=== What to work on ===
The whole answer is the data below, retyped exactly.

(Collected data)
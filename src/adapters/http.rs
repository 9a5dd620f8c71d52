use crate::domain::geo::Basemap;
use crate::domain::model::RawRecord;
use crate::domain::ports::{BasemapSource, ConfigProvider, JobSource};
use crate::utils::error::{ObservatoryError, Result};
use async_trait::async_trait;
use reqwest::Client;
use serde_json::Value;
use std::time::Duration;

pub fn build_client(timeout_seconds: u64) -> Result<Client> {
    Ok(Client::builder()
        .timeout(Duration::from_secs(timeout_seconds))
        .build()?)
}

async fn get_json(client: &Client, url: &str) -> Result<Value> {
    tracing::debug!("Making API request to: {}", url);
    let response = client.get(url).send().await?;
    tracing::debug!("API response status: {}", response.status());

    if !response.status().is_success() {
        return Err(ObservatoryError::FetchStatusError {
            url: url.to_string(),
            status: response.status().as_u16(),
        });
    }
    Ok(response.json().await?)
}

/// Reads the JSON array of postings from the data endpoint.
#[derive(Debug, Clone)]
pub struct HttpJobSource {
    client: Client,
    endpoint: String,
}

impl HttpJobSource {
    pub fn new(client: Client, endpoint: impl Into<String>) -> Self {
        Self {
            client,
            endpoint: endpoint.into(),
        }
    }

    pub fn from_config<C: ConfigProvider>(config: &C) -> Result<Self> {
        Ok(Self::new(
            build_client(config.timeout_seconds())?,
            config.api_endpoint(),
        ))
    }
}

#[async_trait]
impl JobSource for HttpJobSource {
    async fn fetch_jobs(&self) -> Result<Vec<RawRecord>> {
        let items = match get_json(&self.client, &self.endpoint).await? {
            Value::Array(items) => items,
            other => {
                return Err(ObservatoryError::PayloadError {
                    message: format!("expected a JSON array of postings, got {}", kind(&other)),
                })
            }
        };

        let total = items.len();
        let records: Vec<RawRecord> = items
            .into_iter()
            .filter_map(|item| match item {
                Value::Object(obj) => Some(RawRecord::from(obj)),
                _ => None,
            })
            .collect();
        if records.len() < total {
            tracing::warn!(
                "⚠️ Skipped {} array entries that are not JSON objects",
                total - records.len()
            );
        }
        Ok(records)
    }
}

fn kind(value: &Value) -> &'static str {
    match value {
        Value::Null => "null",
        Value::Bool(_) => "a boolean",
        Value::Number(_) => "a number",
        Value::String(_) => "a string",
        Value::Array(_) => "an array",
        Value::Object(_) => "an object",
    }
}

/// Downloads the world GeoJSON used by the map view.
#[derive(Debug, Clone)]
pub struct HttpBasemapSource {
    client: Client,
    endpoint: String,
}

impl HttpBasemapSource {
    pub fn new(client: Client, endpoint: impl Into<String>) -> Self {
        Self {
            client,
            endpoint: endpoint.into(),
        }
    }

    pub fn from_config<C: ConfigProvider>(config: &C) -> Result<Self> {
        Ok(Self::new(
            build_client(config.timeout_seconds())?,
            config.basemap_endpoint(),
        ))
    }
}

#[async_trait]
impl BasemapSource for HttpBasemapSource {
    async fn fetch_basemap(&self) -> Result<Basemap> {
        let value = get_json(&self.client, &self.endpoint)
            .await
            .map_err(|e| ObservatoryError::BasemapError {
                message: format!("{} ({})", e, self.endpoint),
            })?;
        Basemap::from_geojson(value)
    }
}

=== Task response ===
filename src/adapters/http.rs
repository 9a5dd620f8c71d52
use crate::domain::geo::Basemap;
use crate::domain::model::RawRecord;
use crate::domain::ports::{BasemapSource, ConfigProvider, JobSource};
use crate::utils::error::{ObservatoryError, Result};
use async_trait::async_trait;
use reqwest::Client;
use serde_json::Value;
use std::time::Duration;

pub fn build_client(timeout_seconds: u64) -> Result<Client> {
    Ok(Client::builder()
        .timeout(Duration::from_secs(timeout_seconds))
        .build()?)
}

async fn get_json(client: &Client, url: &str) -> Result<Value> {
    tracing::debug!("Making API request to: {}", url);
    let response = client.get(url).send().await?;
    tracing::debug!("API response status: {}", response.status());

    if !response.status().is_success() {
        return Err(ObservatoryError::FetchStatusError {
            url: url.to_string(),
            status: response.status().as_u16(),
        });
    }
    Ok(response.json().await?)
}

/// Reads the JSON array of postings from the data endpoint.
#[derive(Debug, Clone)]
pub struct HttpJobSource {
    client: Client,
    endpoint: String,
}

impl HttpJobSource {
    pub fn new(client: Client, endpoint: impl Into<String>) -> Self {
        Self {
            client,
            endpoint: endpoint.into(),
        }
    }

    pub fn from_config<C: ConfigProvider>(config: &C) -> Result<Self> {
        Ok(Self::new(
            build_client(config.timeout_seconds())?,
            config.api_endpoint(),
        ))
    }
}

#[async_trait]
impl JobSource for HttpJobSource {
    async fn fetch_jobs(&self) -> Result<Vec<RawRecord>> {
        let items = match get_json(&self.client, &self.endpoint).await? {
            Value::Array(items) => items,
            other => {
                return Err(ObservatoryError::PayloadError {
                    message: format!("expected a JSON array of postings, got {}", kind(&other)),
                })
            }
        };

        let total = items.len();
        let records: Vec<RawRecord> = items
            .into_iter()
            .filter_map(|item| match item {
                Value::Object(obj) => Some(RawRecord::from(obj)),
                _ => None,
            })
            .collect();
        if records.len() < total {
            tracing::warn!(
                "⚠️ Skipped {} array entries that are not JSON objects",
                total - records.len()
            );
        }
        Ok(records)
    }
}

fn kind(value: &Value) -> &'static str {
    match value {
        Value::Null => "null",
        Value::Bool(_) => "a boolean",
        Value::Number(_) => "a number",
        Value::String(_) => "a string",
        Value::Array(_) => "an array",
        Value::Object(_) => "an object",
    }
}

/// Downloads the world GeoJSON used by the map view.
#[derive(Debug, Clone)]
pub struct HttpBasemapSource {
    client: Client,
    endpoint: String,
}

impl HttpBasemapSource {
    pub fn new(client: Client, endpoint: impl Into<String>) -> Self {
        Self {
            client,
            endpoint: endpoint.into(),
        }
    }

    pub fn from_config<C: ConfigProvider>(config: &C) -> Result<Self> {
        Ok(Self::new(
            build_client(config.timeout_seconds())?,
            config.basemap_endpoint(),
        ))
    }
}

#[async_trait]
impl BasemapSource for HttpBasemapSource {
    async fn fetch_basemap(&self) -> Result<Basemap> {
        let value = get_json(&self.client, &self.endpoint)
            .await
            .map_err(|e| ObservatoryError::BasemapError {
                message: format!("{} ({})", e, self.endpoint),
            })?;
        Basemap::from_geojson(value)
    }
}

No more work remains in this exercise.